DiffBreak: Is Diffusion-Based Purification Robust?

TL;DR

DiffBreak critically evaluates diffusion-based purification for adversarial defense, revealing fundamental flaws and proposing more reliable evaluation methods that challenge its robustness claims.

Contribution

The paper introduces DiffBreak, a toolkit for proper gradient analysis of DBP, and proposes a statistically sound majority-vote scheme to improve robustness evaluation.

Findings

Gradient attacks target the diffusion model, not the classifier.

Single purification testing is invalid for robustness assessment.

Majority voting offers partial robustness improvement.

Abstract

Diffusion-based purification (DBP) has become a cornerstone defense against adversarial examples (AEs), regarded as robust due to its use of diffusion models (DMs) that project AEs onto the natural data manifold.

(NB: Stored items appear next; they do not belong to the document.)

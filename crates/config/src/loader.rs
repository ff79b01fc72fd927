//! Configuration loader for the Kibana publisher.
//!
//! Responsibilities:
//! - Provide a builder-pattern `ConfigLoader` for hierarchical configuration merging.
//! - Read environment variables and the JSON config file.
//! - Build and validate the final `Config`.
//!
//! Invariants / Assumptions:
//! - Explicit `with_*` setters take precedence over environment variables.
//! - Environment variables take precedence over config file values
//!   (`from_env` overwrites, `from_file` only fills unset fields).
//! - Empty or whitespace-only environment variables are treated as unset.
//! - `load_dotenv()` must be called explicitly to enable `.env` file loading.
//! - The `DOTENV_DISABLED` variable is checked before `dotenvy::dotenv()` is called.

use secrecy::{ExposeSecret, SecretString};
use std::path::PathBuf;
use std::time::Duration;

use crate::constants::{
    CONFIG_DIR_NAME, CONFIG_FILE_NAME, DEFAULT_TIMEOUT_SECS, MAX_TIMEOUT_SECS,
};
use crate::error::ConfigError;
use crate::types::{AuthConfig, Config, ConnectionConfig};

/// Read an environment variable, returning None if unset, empty, or whitespace-only.
/// Returns the trimmed value (leading/trailing whitespace removed) if present.
pub fn env_var_or_none(key: &str) -> Option<String> {
    std::env::var(key).ok().and_then(|s| {
        let trimmed = s.trim();
        if trimmed.is_empty() {
            None
        } else if trimmed.len() == s.len() {
            Some(s)
        } else {
            Some(trimmed.to_string())
        }
    })
}

/// Configuration loader that builds config from environment variables and
/// an optional JSON config file.
#[derive(Default)]
pub struct ConfigLoader {
    endpoint: Option<String>,
    api_key: Option<SecretString>,
    skip_verify: Option<bool>,
    timeout: Option<Duration>,
    config_path: Option<PathBuf>,
}

impl ConfigLoader {
    /// Create a new configuration loader.
    pub fn new() -> Self {
        Self::default()
    }

    /// Check if dotenv loading is disabled via environment variable.
    fn dotenv_disabled() -> bool {
        matches!(
            std::env::var("DOTENV_DISABLED").ok().as_deref(),
            Some("true") | Some("1")
        )
    }

    /// Load environment variables from a `.env` file if present.
    ///
    /// Missing `.env` files are silently ignored. Error messages never
    /// include raw `.env` line contents.
    pub fn load_dotenv(self) -> Result<Self, ConfigError> {
        if Self::dotenv_disabled() {
            return Ok(self);
        }

        match dotenvy::dotenv() {
            Ok(_) => Ok(self),
            Err(e) if Self::is_not_found(&e) => Ok(self),
            Err(dotenvy::Error::LineParse(_, idx)) => {
                Err(ConfigError::DotenvParse { error_index: idx })
            }
            Err(dotenvy::Error::Io(io_err)) => Err(ConfigError::DotenvIo {
                kind: io_err.kind(),
            }),
            Err(_) => Err(ConfigError::DotenvUnknown),
        }
    }

    /// Check if a dotenv error indicates the file was not found.
    fn is_not_found(err: &dotenvy::Error) -> bool {
        matches!(
            err,
            dotenvy::Error::Io(io_err) if io_err.kind() == std::io::ErrorKind::NotFound
        )
    }

    /// Set the Kibana endpoint URL.
    pub fn with_endpoint(mut self, endpoint: String) -> Self {
        self.endpoint = Some(endpoint);
        self
    }

    /// Set the API key.
    pub fn with_api_key(mut self, api_key: SecretString) -> Self {
        self.api_key = Some(api_key);
        self
    }

    /// Set whether to skip TLS certificate verification.
    pub fn with_skip_verify(mut self, skip: bool) -> Self {
        self.skip_verify = Some(skip);
        self
    }

    /// Set the request timeout.
    pub fn with_timeout(mut self, timeout: Duration) -> Self {
        self.timeout = Some(timeout);
        self
    }

    /// Override the config file path.
    pub fn with_config_path(mut self, path: PathBuf) -> Self {
        self.config_path = Some(path);
        self
    }

    /// The currently configured config file path, if any.
    pub fn config_path(&self) -> Option<&PathBuf> {
        self.config_path.as_ref()
    }

    /// Apply environment variable configuration.
    ///
    /// Environment variables overwrite previously loaded file values but are
    /// themselves overwritten by later `with_*` calls.
    pub fn from_env(mut self) -> Result<Self, ConfigError> {
        if let Some(endpoint) = env_var_or_none("KIBANA_ENDPOINT") {
            self.endpoint = Some(endpoint);
        }
        if let Some(key) = env_var_or_none("KIBANA_API_KEY") {
            self.api_key = Some(SecretString::new(key.into()));
        }
        if let Some(skip) = env_var_or_none("KIBANA_SKIP_VERIFY") {
            self.skip_verify = Some(skip.parse().map_err(|_| ConfigError::InvalidValue {
                var: "KIBANA_SKIP_VERIFY".to_string(),
                message: "must be true or false".to_string(),
            })?);
        }
        if let Some(timeout) = env_var_or_none("KIBANA_TIMEOUT") {
            let secs: u64 = timeout.parse().map_err(|_| ConfigError::InvalidValue {
                var: "KIBANA_TIMEOUT".to_string(),
                message: "must be a number".to_string(),
            })?;
            self.timeout = Some(Duration::from_secs(secs));
        }
        if self.config_path.is_none() {
            if let Some(path) = env_var_or_none("KIBANA_CONFIG_PATH") {
                self.config_path = Some(PathBuf::from(path));
            }
        }
        Ok(self)
    }

    /// Resolve the config file path: explicit override, else the platform
    /// config directory (`<config-dir>/kibana-publisher/config.json`).
    fn resolve_config_path(&self) -> Option<PathBuf> {
        if let Some(path) = &self.config_path {
            return Some(path.clone());
        }
        directories::BaseDirs::new()
            .map(|dirs| dirs.config_dir().join(CONFIG_DIR_NAME).join(CONFIG_FILE_NAME))
    }

    /// Read configuration from the JSON config file, filling only fields
    /// that are not already set.
    ///
    /// A missing file at the default location is not an error; a missing
    /// file at an explicitly configured path is.
    pub fn from_file(mut self) -> Result<Self, ConfigError> {
        let Some(path) = self.resolve_config_path() else {
            return Ok(self);
        };

        if !path.exists() {
            if self.config_path.is_some() {
                return Err(ConfigError::ConfigFileRead { path });
            }
            return Ok(self);
        }

        let contents = std::fs::read_to_string(&path)
            .map_err(|_| ConfigError::ConfigFileRead { path: path.clone() })?;
        let file_config: Config = serde_json::from_str(&contents)
            .map_err(|_| ConfigError::ConfigFileParse { path: path.clone() })?;

        tracing::debug!(path = %path.display(), "Loaded config file");

        if self.endpoint.is_none() {
            self.endpoint = Some(file_config.connection.endpoint);
        }
        if self.api_key.is_none() {
            self.api_key = Some(file_config.auth.api_key);
        }
        if self.skip_verify.is_none() {
            self.skip_verify = Some(file_config.connection.skip_verify);
        }
        if self.timeout.is_none() {
            self.timeout = Some(file_config.connection.timeout);
        }
        Ok(self)
    }

    /// Validate an endpoint URL: absolute, http or https.
    fn validate_endpoint(endpoint: &str) -> Result<(), ConfigError> {
        let parsed = url::Url::parse(endpoint).map_err(|e| ConfigError::InvalidEndpoint {
            url: endpoint.to_string(),
            message: e.to_string(),
        })?;
        match parsed.scheme() {
            "http" | "https" => Ok(()),
            other => Err(ConfigError::InvalidEndpoint {
                url: endpoint.to_string(),
                message: format!("unsupported scheme '{}', expected http or https", other),
            }),
        }
    }

    /// Build the final `Config`, applying defaults and validating.
    ///
    /// # Errors
    ///
    /// Returns `MissingEndpoint`/`MissingApiKey` when required values were
    /// not supplied by any source, `InvalidEndpoint` for a malformed URL,
    /// and `InvalidTimeout` for an out-of-range timeout.
    pub fn build(self) -> Result<Config, ConfigError> {
        let endpoint = self.endpoint.ok_or(ConfigError::MissingEndpoint)?;
        Self::validate_endpoint(&endpoint)?;

        let api_key = self.api_key.ok_or(ConfigError::MissingApiKey)?;
        if api_key.expose_secret().trim().is_empty() {
            return Err(ConfigError::MissingApiKey);
        }

        let timeout = self
            .timeout
            .unwrap_or(Duration::from_secs(DEFAULT_TIMEOUT_SECS));
        let secs = timeout.as_secs();
        if secs == 0 || secs > MAX_TIMEOUT_SECS {
            return Err(ConfigError::InvalidTimeout {
                message: format!("must be between 1 and {} seconds (got {})", MAX_TIMEOUT_SECS, secs),
            });
        }

        Ok(Config {
            connection: ConnectionConfig {
                endpoint,
                skip_verify: self.skip_verify.unwrap_or(false),
                timeout,
            },
            auth: AuthConfig { api_key },
        })
    }
}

We refute this core claim, theoretically proving that gradient-based attacks effectively target the DM rather than the classifier, causing DBP's outputs to align with adversarial distributions. This prompts a reassessment of DBP's robustness, attributing it to two critical flaws: incorrect gradients and inappropriate evaluation protocols that test only a single random purification of the AE. We show that with proper accounting for stochasticity and resubmission risk, DBP collapses. To support this, we introduce DiffBreak, the first reliable toolkit for differentiation through DBP, eliminating gradient flaws that previously further inflated robustness estimates. We also analyze the current defense scheme used for DBP where classification relies on a single purification, pinpointing its inherent invalidity. We provide a statistically grounded majority-vote (MV) alternative that aggregates predictions across multiple purified copies, showing partial but meaningful robustness gain. We then propose a novel adaptation of an optimization method against deepfake watermarking, crafting systemic perturbations that defeat DBP even under MV, challenging DBP's viability.